Game 6 - Trashville v Predators v Penguins 2-0 - Sunday, June 11, 2017

The Pittsburgh Penguins clinched back-to-back championships with a 2-0 win against the Nashville Predators in Game 6 of the Stanley Cup Final at Bridgestone Arena. Pittsburgh is the first NHL team to repeat since the Detroit Red Wings in 1997 and 1998. It is the fifth Stanley Cup title for the Penguins, and they have won each of them on the road. Sidney Crosby won the Conn Smythe Trophy as the most valuable player in the Stanley Cup Playoffs for the second consecutive season in his third Cup victory. He finished the postseason one point behind teammate Evgeni Malkin with 27 points (eight goals, 19 points) in 24 games. Patric Hornqvist scored with 1:35 remaining in the third period to give the Penguins a 1-0 lead. The Penguins acquired Hornqvist in a trade with the Predators for James Neal on July 27, 2014. He said scoring the game-winning goal against his former team made it even more special.

* Hornqvist's goal came on a missed shot by defenseman Justin Schultz that bounced off the boards and the back of the net. Hornqvist got the rebound and shot it off of Rinne's back.
* Murray made saves on Mike Fisher and Neal in the first period to keep the game 0-0. Fisher's shot went off of Murray's pads, and Neal got to the rebound by the crease. Murray got enough of his glove on Neal's shot to direct the puck away from the net.

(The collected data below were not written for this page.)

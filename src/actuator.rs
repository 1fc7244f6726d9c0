//! Page actuation: finding and clicking the follow/unfollow control on a
//! loaded profile page.
//!
//! The control heuristics live behind the [`PageActuator`] trait. The
//! shipped [`DomActuator`] matches button text the way the site renders it
//! today; it is best-effort by nature and expected to break when the
//! third-party markup changes, which is why the engine treats its failures
//! as retryable rather than fatal.

use std::time::Duration;

use async_trait::async_trait;
use chromiumoxide::Page;
use thiserror::Error;
use tracing::debug;

use crate::queue::{ActionKind, QueueItem};

/// One actuation request, engine → actuator.
#[derive(Debug, Clone)]
pub struct ActuationRequest {
    pub action: ActionKind,
    pub username: String,
    pub profile_url: String,
}

impl From<&QueueItem> for ActuationRequest {
    fn from(item: &QueueItem) -> Self {
        Self {
            action: item.action,
            username: item.username.clone(),
            profile_url: item.profile_url.clone(),
        }
    }
}

#[derive(Debug, Error)]
pub enum ActuationError {
    /// The expected control was not on the page (wrong state, markup
    /// change, or the account already in the requested state).
    #[error("Could not find {action} button")]
    ControlNotFound { action: ActionKind },
    /// The worker tab failed underneath the action.
    #[error("Tab error: {0}")]
    Tab(String),
    /// The page was reachable but misbehaved (script error, bad state).
    #[error("{0}")]
    Page(String),
    /// The navigate + actuate round trip exceeded the ceiling.
    #[error("Timeout waiting for action to complete")]
    Timeout,
}

/// Capability interface the queue engine drives: given a loaded profile
/// page, perform the requested action.
#[async_trait]
pub trait PageActuator: Send + Sync {
    async fn actuate(&self, page: &Page, request: &ActuationRequest) -> Result<(), ActuationError>;
}

// ── DOM-text-matching implementation ────────────────────────────────────────

/// Locates controls by their visible text / aria-label, mirroring what a
/// user sees: a "Follow" button to follow, a "Following" button (plus a
/// confirmation dialog) to unfollow.
#[derive(Debug, Default)]
pub struct DomActuator;

/// True once the profile shell (header + main) has rendered.
const PAGE_READY_SCRIPT: &str =
    r#"!!(document.querySelector("header") && document.querySelector("main"))"#;

/// Click the first "Follow" control. Skips "Following"/"Requested" so an
/// already-followed account is reported as not-found instead of unfollowed.
const CLICK_FOLLOW_SCRIPT: &str = r#"
(() => {
  for (const el of document.querySelectorAll("button")) {
    const text = (el.textContent || "").toLowerCase().trim();
    const label = (el.getAttribute("aria-label") || "").toLowerCase();
    if ((text === "follow" || label === "follow")
        && !text.includes("following")
        && !text.includes("requested")) {
      el.click();
      return true;
    }
  }
  for (const el of document.querySelectorAll("div[role='button']")) {
    const text = (el.textContent || "").toLowerCase().trim();
    if (text === "follow") {
      el.click();
      return true;
    }
  }
  return false;
})()
"#;

/// Click the "Following" control to open the unfollow dialog.
const CLICK_FOLLOWING_SCRIPT: &str = r#"
(() => {
  for (const el of document.querySelectorAll("button")) {
    const text = (el.textContent || "").toLowerCase().trim();
    const label = (el.getAttribute("aria-label") || "").toLowerCase();
    if (text === "following" || text.includes("following") || label === "following") {
      el.click();
      return true;
    }
  }
  for (const el of document.querySelectorAll("div[role='button']")) {
    const text = (el.textContent || "").toLowerCase().trim();
    if (text === "following") {
      el.click();
      return true;
    }
  }
  return false;
})()
"#;

/// Click the "Unfollow" confirmation inside the dialog.
const CLICK_CONFIRM_SCRIPT: &str = r#"
(() => {
  for (const el of document.querySelectorAll("button")) {
    if ((el.textContent || "").toLowerCase().trim() === "unfollow") {
      el.click();
      return true;
    }
  }
  for (const el of document.querySelectorAll("div[role='button']")) {
    if ((el.textContent || "").toLowerCase().trim() === "unfollow") {
      el.click();
      return true;
    }
  }
  return false;
})()
"#;

const CONFIRM_ATTEMPTS: u32 = 10;
const CONFIRM_POLL_INTERVAL: Duration = Duration::from_millis(300);
const READY_POLL_INTERVAL: Duration = Duration::from_millis(500);
const RENDER_GRACE: Duration = Duration::from_secs(1);

impl DomActuator {
    async fn eval_bool(&self, page: &Page, script: &str) -> Result<bool, ActuationError> {
        page.evaluate(script)
            .await
            .map_err(|e| ActuationError::Tab(e.to_string()))?
            .into_value::<bool>()
            .map_err(|e| ActuationError::Page(format!("Unexpected script result: {}", e)))
    }

    /// Poll until the SPA has rendered the profile shell. Unbounded on
    /// purpose: the engine's 30 s action ceiling drops this future.
    async fn wait_for_page_ready(&self, page: &Page) -> Result<(), ActuationError> {
        tokio::time::sleep(RENDER_GRACE).await;
        loop {
            if self.eval_bool(page, PAGE_READY_SCRIPT).await? {
                return Ok(());
            }
            tokio::time::sleep(READY_POLL_INTERVAL).await;
        }
    }

    async fn confirm_unfollow(&self, page: &Page, username: &str) -> Result<(), ActuationError> {
        tokio::time::sleep(Duration::from_millis(500)).await;
        for _ in 0..CONFIRM_ATTEMPTS {
            if self.eval_bool(page, CLICK_CONFIRM_SCRIPT).await? {
                return Ok(());
            }
            tokio::time::sleep(CONFIRM_POLL_INTERVAL).await;
        }
        // Some accounts unfollow without a dialog; treat a missing dialog
        // as completion rather than failure.
        debug!(username, "No unfollow confirmation dialog found, assuming completed");
        Ok(())
    }
}

#[async_trait]
impl PageActuator for DomActuator {
    async fn actuate(&self, page: &Page, request: &ActuationRequest) -> Result<(), ActuationError> {
        self.wait_for_page_ready(page).await?;

        // Give the buttons a moment to render after the shell appears.
        tokio::time::sleep(RENDER_GRACE).await;

        let script = match request.action {
            ActionKind::Follow => CLICK_FOLLOW_SCRIPT,
            ActionKind::Unfollow => CLICK_FOLLOWING_SCRIPT,
        };

        if !self.eval_bool(page, script).await? {
            return Err(ActuationError::ControlNotFound {
                action: request.action,
            });
        }

        if request.action == ActionKind::Unfollow {
            self.confirm_unfollow(page, &request.username).await?;
        }

        debug!(username = %request.username, action = %request.action, "Actuation clicked");
        Ok(())
    }
}

#[cfg(test)]
mod tests {
    use super::*;
    use crate::queue::profile_url_for;

    #[test]
    fn request_from_item_carries_target() {
        let item = QueueItem::new(
            "alice".to_string(),
            profile_url_for("alice"),
            ActionKind::Unfollow,
        );
        let request = ActuationRequest::from(&item);
        assert_eq!(request.username, "alice");
        assert_eq!(request.action, ActionKind::Unfollow);
        assert_eq!(request.profile_url, "https://www.instagram.com/alice/");
    }

    #[test]
    fn control_not_found_names_the_action() {
        let err = ActuationError::ControlNotFound {
            action: ActionKind::Follow,
        };
        assert_eq!(err.to_string(), "Could not find follow button");
    }
}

* Crosby is the third player to win the Conn Smythe Trophy in back-to-back seasons, joining Mario Lemieux (1991, 1992 Penguins) and Bernie Parent (1974, 1975 Philadelphia). ... Crosby, Malkin, Marc-Andre Fleury, Chris Kunitz and Kris Letang won the Cup for a third time with the Penguins (2009, 2016, 2017). ... Penguins coach Mike Sullivan is the first United States-born coach to win the Stanley Cup twice. ... Murray is the fourth goalie to close a Cup Final with consecutive shutouts, first since Terry Sawchuk of the Detroit Red Wings in 1952. Murray did not allow a goal for the final 146:26. ... Hornqvist's goal was the second latest (18:25) to win a Stanley Cup in regulation. Dave Bolland scored at 19:01 for the Chicago Blackhawks in 2013 against the Boston Bruins. … Penguins forward Nick Bonino missed his fourth game because of a lower-body injury. He revealed to the media that he broke his tibia in Game 2. ... Pittsburgh won 32 percent of the faceoffs in Game 6. … The Predators were shut out for the final 123:23 of the series. ... Defenseman Ryan Ellis played and was paired with Roman Josi. Ellis left Game 5 because of an undisclosed injury and did not participate in the optional morning skate Sunday.
"I think I'm just really happy for this group. A good chunk of the guys were returning from last year, so it's pretty special. We set out to try to go back-to-back. We knew it was going to be pretty difficult, but I think that's probably where the most joy comes out of is just knowing how difficult it is to go back-to-back and knowing that we overcame all those things. It's a pretty special group, I'll say that."
"I think this feeling right here. You can't match this. It's what it's all about, and to be able to share that with a group of guys, a lot of them guys that you've played a long time with and understand how difficult it is and what you've had to go through and that kind of thing, share it with family and friends, that's what it's about. You have a small window to play and have a career. I feel fortunate, but I also understand how difficult it is, so you want to try to make the best of it." Crosby said.
"Yeah, for sure. This is where I've been playing most of my games and to win it and score that goal here, it couldn't end any better for me." Hornqvist said.